Purifying protein with no his tag - (Mar/16/2008 )

Hi,

I have expressed my protein in E.coli after subcloning it to remove His-tag. I need to crystallize this protein which is nearly 15 KDa size. However, I am not able to get the pure protein after DEAE column purification and I am getting a extra peak of possibly nucleic acids at 228 nm and my protein and the impurity elute at the same time in 100 mM NaCl. I tried gradient salt elution an also pH adjustments but it did not work. Can anyone help me with this.

Thanks
kush

If you have nucleic acid contamination, try treating the crude lysate with DNaseI at the start of the process.
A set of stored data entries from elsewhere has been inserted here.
// ABOUTME: In-place removal of elements matching a tag (optionally class or attribute) predicate.
// ABOUTME: Detaches neighbours of the visited node so the ongoing traversal is never disturbed.

//! Tree mutation.
//!
//! Removal runs two walks over the subtree. The first detaches, for every
//! visited node, each matching next sibling; the second detaches each matching
//! first child. The visited node itself is never detached, which keeps the
//! walk valid while the tree changes under it. Together the passes remove
//! every matching element strictly below `root`; `root` itself and anything
//! outside its subtree are left alone.

use ego_tree::{NodeId, Tree};
use scraper::Node;

use super::predicate::{AttrFilter, Predicate};
use super::traverse::for_each_node_mut;

/// Removes every element below `root` whose tag is one of `tags`.
pub fn remove_by_tag(tree: &mut Tree<Node>, root: NodeId, tags: &[&str]) {
    remove_matching(tree, root, &Predicate::tags(tags));
}

/// Removes `tag` elements, restricted to an exact `class` value when one is given.
pub fn remove_by_tag_class(tree: &mut Tree<Node>, root: NodeId, tag: &str, class: Option<&str>) {
    let predicate = match class.filter(|c| !c.is_empty()) {
        Some(class) => Predicate::tag(tag).class(class),
        None => Predicate::tag(tag),
    };
    remove_matching(tree, root, &predicate);
}

/// Removes `tag` elements, restricted to an exact attribute pair when one is given.
///
/// An attribute with an empty key means "no filter"; an empty value is
/// compared literally.
pub fn remove_by_tag_attr(
    tree: &mut Tree<Node>,
    root: NodeId,
    tag: &str,
    attr: Option<(&str, &str)>,
) {
    let filter = match attr {
        Some((key, value)) if !key.is_empty() => AttrFilter::Equals(key, value),
        _ => AttrFilter::None,
    };
    remove_matching(tree, root, &Predicate::tag(tag).with_attr(filter));
}

/// Removes every element strictly below `root` that satisfies `predicate`.
pub fn remove_matching(tree: &mut Tree<Node>, root: NodeId, predicate: &Predicate<'_>) {
    if predicate.is_empty() {
        return;
    }

    for_each_node_mut(tree, root, |tree, id| {
        if id == root {
            return;
        }
        while let Some(sibling) = matching_next_sibling(tree, id, predicate) {
            detach(tree, sibling);
        }
    });

    for_each_node_mut(tree, root, |tree, id| {
        while let Some(child) = matching_first_child(tree, id, predicate) {
            detach(tree, child);
        }
    });
}

fn matching_next_sibling(tree: &Tree<Node>, id: NodeId, predicate: &Predicate<'_>) -> Option<NodeId> {
    let sibling = tree.get(id)?.next_sibling()?;
    predicate.matches(sibling).then(|| sibling.id())
}

fn matching_first_child(tree: &Tree<Node>, id: NodeId, predicate: &Predicate<'_>) -> Option<NodeId> {
    let child = tree.get(id)?.first_child()?;
    predicate.matches(child).then(|| child.id())
}

fn detach(tree: &mut Tree<Node>, id: NodeId) {
    if let Some(mut node) = tree.get_mut(id) {
        node.detach();
    }
}

#[cfg(test)]
mod tests {
    use super::*;
    use pretty_assertions::assert_eq;
    use scraper::Html;

    fn fragment_root(doc: &Html) -> NodeId {
        doc.root_element().id()
    }

    #[test]
    fn test_remove_consecutive_and_leading() {
        let mut doc = Html::parse_fragment("<p><br>a<br><br>b<br></p><br>");
        let root = fragment_root(&doc);
        remove_by_tag(&mut doc.tree, root, &["br"]);
        assert_eq!(doc.root_element().inner_html(), "<p>ab</p>");
    }

    #[test]
    fn test_remove_by_class_is_literal() {
        let mut doc = Html::parse_fragment(
            r#"<div><p class="ad">1</p><p class="ad big">2</p><p>3</p><p class="ad">4</p></div>"#,
        );
        let root = fragment_root(&doc);
        remove_by_tag_class(&mut doc.tree, root, "p", Some("ad"));
        assert_eq!(
            doc.root_element().inner_html(),
            r#"<div><p class="ad big">2</p><p>3</p></div>"#
        );
    }

    #[test]
    fn test_remove_by_class_none_means_tag_only() {
        let mut doc = Html::parse_fragment(r#"<div><span class="x">1</span><span>2</span>t</div>"#);
        let root = fragment_root(&doc);
        remove_by_tag_class(&mut doc.tree, root, "span", Some(""));
        assert_eq!(doc.root_element().inner_html(), "<div>t</div>");
    }

    #[test]
    fn test_remove_by_attr_pair() {
        let mut doc = Html::parse_fragment(
            r#"<ul><li data-ad="1">a</li><li data-ad="0">b</li><li>c</li></ul>"#,
        );
        let root = fragment_root(&doc);
        remove_by_tag_attr(&mut doc.tree, root, "li", Some(("data-ad", "1")));
        assert_eq!(
            doc.root_element().inner_html(),
            r#"<ul><li data-ad="0">b</li><li>c</li></ul>"#
        );
    }

    #[test]
    fn test_empty_tag_is_noop() {
        let mut doc = Html::parse_fragment("<div><br></div>");
        let before = doc.root_element().inner_html();
        let root = fragment_root(&doc);
        remove_by_tag(&mut doc.tree, root, &[]);
        remove_by_tag_class(&mut doc.tree, root, "", Some("x"));
        assert_eq!(doc.root_element().inner_html(), before);
    }

    #[test]
    fn test_root_and_outside_siblings_untouched() {
        let mut doc = Html::parse_fragment("<div><br>x</div><br>");
        let div = doc
            .root_element()
            .children()
            .find(|n| n.value().is_element())
            .unwrap()
            .id();
        remove_by_tag(&mut doc.tree, div, &["br", "div"]);
        assert_eq!(doc.root_element().inner_html(), "<div>x</div><br>");
    }
}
What makes you think it's DNA? OD260?
You could run the de-His tagged protein(s) through a gel filtration column, rather than DEAE.
You could try using a strong ion exchanger, such as MonoQ or MonoS.
If the protein (if that's what it is) elutes at the same pH and salt, could it be a dimer?

Thanks for your reply.
I will ty the DNase treatment for the crude lysate. Gel filtration and MonoQ column are expensive.

Thanks

Its less likely to be DNA. It binds much more tightly and requires higher salt conc to elute off. Rarely one can get a protein in its pure form with a single column step without the use of an affinity purification principle.